PS-VAE
PS-VAE copied to clipboard
Can PS deal with non-connected graph?
Great work! But I have some questions:
In ChEBI, some molecules are non-connected, such as
O=C1O[C@H]([C@H](O)CO)C([O-])=C1O.[Na+]
where Na+ is an isolated ion.
So I wonder if PS is able to deal with non-connected graph? I tried it and found an error when tokenizing. Thanks.
Hi, thanks for your interest in our work! I have updated the repo with the ability to process non-connected molecules on inference (commit 507c8f9 and 8c4b7b4). The basic logic is to split the non-connected smiles with '.' and treat each connected subgraph separately.

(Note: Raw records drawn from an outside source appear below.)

//! Coin amounts and vote weights.
//!
//! Amounts are raw integer units (u64). Vote weight is coin amount: a lockup
//! coin of amount `n` casts `n` votes. Threshold arithmetic widens to u128
//! before multiplying by basis points so it cannot overflow.

use serde::{Deserialize, Serialize};
use std::fmt;
use std::ops::{Add, Sub};

/// An amount of coin value (and equivalently, of vote weight).
#[derive(Clone, Copy, Debug, PartialEq, Eq, PartialOrd, Ord, Hash, Serialize, Deserialize)]
pub struct Amount(u64);

impl Amount {
    pub const ZERO: Self = Self(0);

    pub fn new(raw: u64) -> Self {
        Self(raw)
    }

    pub fn raw(&self) -> u64 {
        self.0
    }

    pub fn is_zero(&self) -> bool {
        self.0 == 0
    }

    /// Big-endian byte encoding, used in canonical hashing.
    pub fn to_be_bytes(&self) -> [u8; 8] {
        self.0.to_be_bytes()
    }

    pub fn checked_add(self, other: Self) -> Option<Self> {
        self.0.checked_add(other.0).map(Self)
    }

    pub fn checked_sub(self, other: Self) -> Option<Self> {
        self.0.checked_sub(other.0).map(Self)
    }

    pub fn saturating_sub(self, other: Self) -> Self {
        Self(self.0.saturating_sub(other.0))
    }

    /// Widen to u128 for basis-point threshold arithmetic.
    pub fn as_u128(&self) -> u128 {
        u128::from(self.0)
    }
}

impl Add for Amount {
    type Output = Self;
    fn add(self, rhs: Self) -> Self {
        Self(self.0 + rhs.0)
    }
}

impl Sub for Amount {
    type Output = Self;
    fn sub(self, rhs: Self) -> Self {
        Self(self.0 - rhs.0)
    }
}

impl fmt::Display for Amount {
    fn fmt(&self, f: &mut fmt::Formatter<'_>) -> fmt::Result {
        write!(f, "{}", self.0)
    }
}

impl std::iter::Sum for Amount {
    fn sum<I: Iterator<Item = Self>>(iter: I) -> Self {
        iter.fold(Self::ZERO, |acc, a| Self(acc.0 + a.0))
    }
}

However, I noticed some issues which should be taken care of:
- The codes for constructing vocabulary are not changed, so it is recommended to manually split the non-connected molecules and treat each subgraph as an independent molecule.

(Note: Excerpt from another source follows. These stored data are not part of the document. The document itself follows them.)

//! The eight spend conditions the ledger understands.

use covenant_types::{Amount, AnnouncementId, CoinId, PuzzleHash};
use serde::{Deserialize, Serialize};

/// A single condition emitted by evaluating a puzzle against a solution.
///
/// Creation conditions take effect when the batch is accepted; assertion
/// conditions must be satisfied within the same batch or the whole batch is
/// rejected with no partial state change.
#[derive(Clone, Debug, PartialEq, Eq, Serialize, Deserialize)]
pub enum Condition {
    /// Create a successor coin with the given puzzle commitment and amount.
    CreateCoin {
        puzzle_hash: PuzzleHash,
        amount: Amount,
    },

    /// Announce `message` from this spend's coin id.
    CreateCoinAnnouncement { message: Vec<u8> },

    /// Require that `hash(coin_id ‖ message)` was announced by some coin
    /// spend in this batch.
    AssertCoinAnnouncement { announcement: AnnouncementId },

    /// Announce `message` from this spend's puzzle commitment.
    CreatePuzzleAnnouncement { message: Vec<u8> },

    /// Require that `hash(puzzle_hash ‖ message)` was announced by some
    /// puzzle spend in this batch.
    AssertPuzzleAnnouncement { announcement: AnnouncementId },

    /// Require at least `height` blocks between this coin's confirmation and
    /// the batch's peak.
    AssertHeightRelative { height: u64 },

    /// Require this coin's parent id to equal `parent_id`.
    AssertMyParentId { parent_id: CoinId },

    /// Require this coin's puzzle commitment to equal `puzzle_hash`.
    AssertMyPuzzleHash { puzzle_hash: PuzzleHash },
}

impl Condition {
    /// Opcode-style name, for logs and errors.
    pub fn name(&self) -> &'static str {
        match self {
            Self::CreateCoin { .. } => "CREATE_COIN",
            Self::CreateCoinAnnouncement { .. } => "CREATE_COIN_ANNOUNCEMENT",
            Self::AssertCoinAnnouncement { .. } => "ASSERT_COIN_ANNOUNCEMENT",
            Self::CreatePuzzleAnnouncement { .. } => "CREATE_PUZZLE_ANNOUNCEMENT",
            Self::AssertPuzzleAnnouncement { .. } => "ASSERT_PUZZLE_ANNOUNCEMENT",
            Self::AssertHeightRelative { .. } => "ASSERT_HEIGHT_RELATIVE",
            Self::AssertMyParentId { .. } => "ASSERT_MY_PARENT_ID",
            Self::AssertMyPuzzleHash { .. } => "ASSERT_MY_PUZZLEHASH",
        }
    }

    /// Whether this condition asserts a fact rather than creating something.
    pub fn is_assertion(&self) -> bool {
        matches!(
            self,
            Self::AssertCoinAnnouncement { .. }
                | Self::AssertPuzzleAnnouncement { .. }
                | Self::AssertHeightRelative { .. }
                | Self::AssertMyParentId { .. }
                | Self::AssertMyPuzzleHash { .. }
        )
    }

    /// The created coin, if this is a `CreateCoin`.
    pub fn as_created_coin(&self) -> Option<(PuzzleHash, Amount)> {
        match self {
            Self::CreateCoin {
                puzzle_hash,
                amount,
            } => Some((*puzzle_hash, *amount)),
            _ => None,
        }
    }
}

#[cfg(test)]
mod tests {
    use super::*;

    #[test]
    fn assertions_classified_correctly() {
        let create = Condition::CreateCoin {
            puzzle_hash: PuzzleHash::ZERO,
            amount: Amount::new(1),
        };
        let assert = Condition::AssertHeightRelative { height: 10 };
        assert!(!create.is_assertion());
        assert!(assert.is_assertion());
    }

    #[test]
    fn created_coin_accessor() {
        let cond = Condition::CreateCoin {
            puzzle_hash: PuzzleHash::new([9u8; 32]),
            amount: Amount::new(300),
        };
        assert_eq!(
            cond.as_created_coin(),
            Some((PuzzleHash::new([9u8; 32]), Amount::new(300)))
        );
        assert_eq!(
            Condition::CreateCoinAnnouncement { message: vec![0] }.as_created_coin(),
            None
        );
    }
}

- Additional isolated ions needs to be manually added to the atomic vocabulary and to the element-SMILES conversion logic (see commit 507c8f9)
- If the non-connected molecule contains ions, the charge on the organic part might be lost after reconstruction. For example,
O=C1O[C@H]([C@H](O)CO)C([O-])=C1O.[Na+]
might becomeO=C1O[C@H]([C@H](O)CO)CO)=C1O.[Na+]
after reconstruction from the molecule object to the SMILES.
Thanks a lot!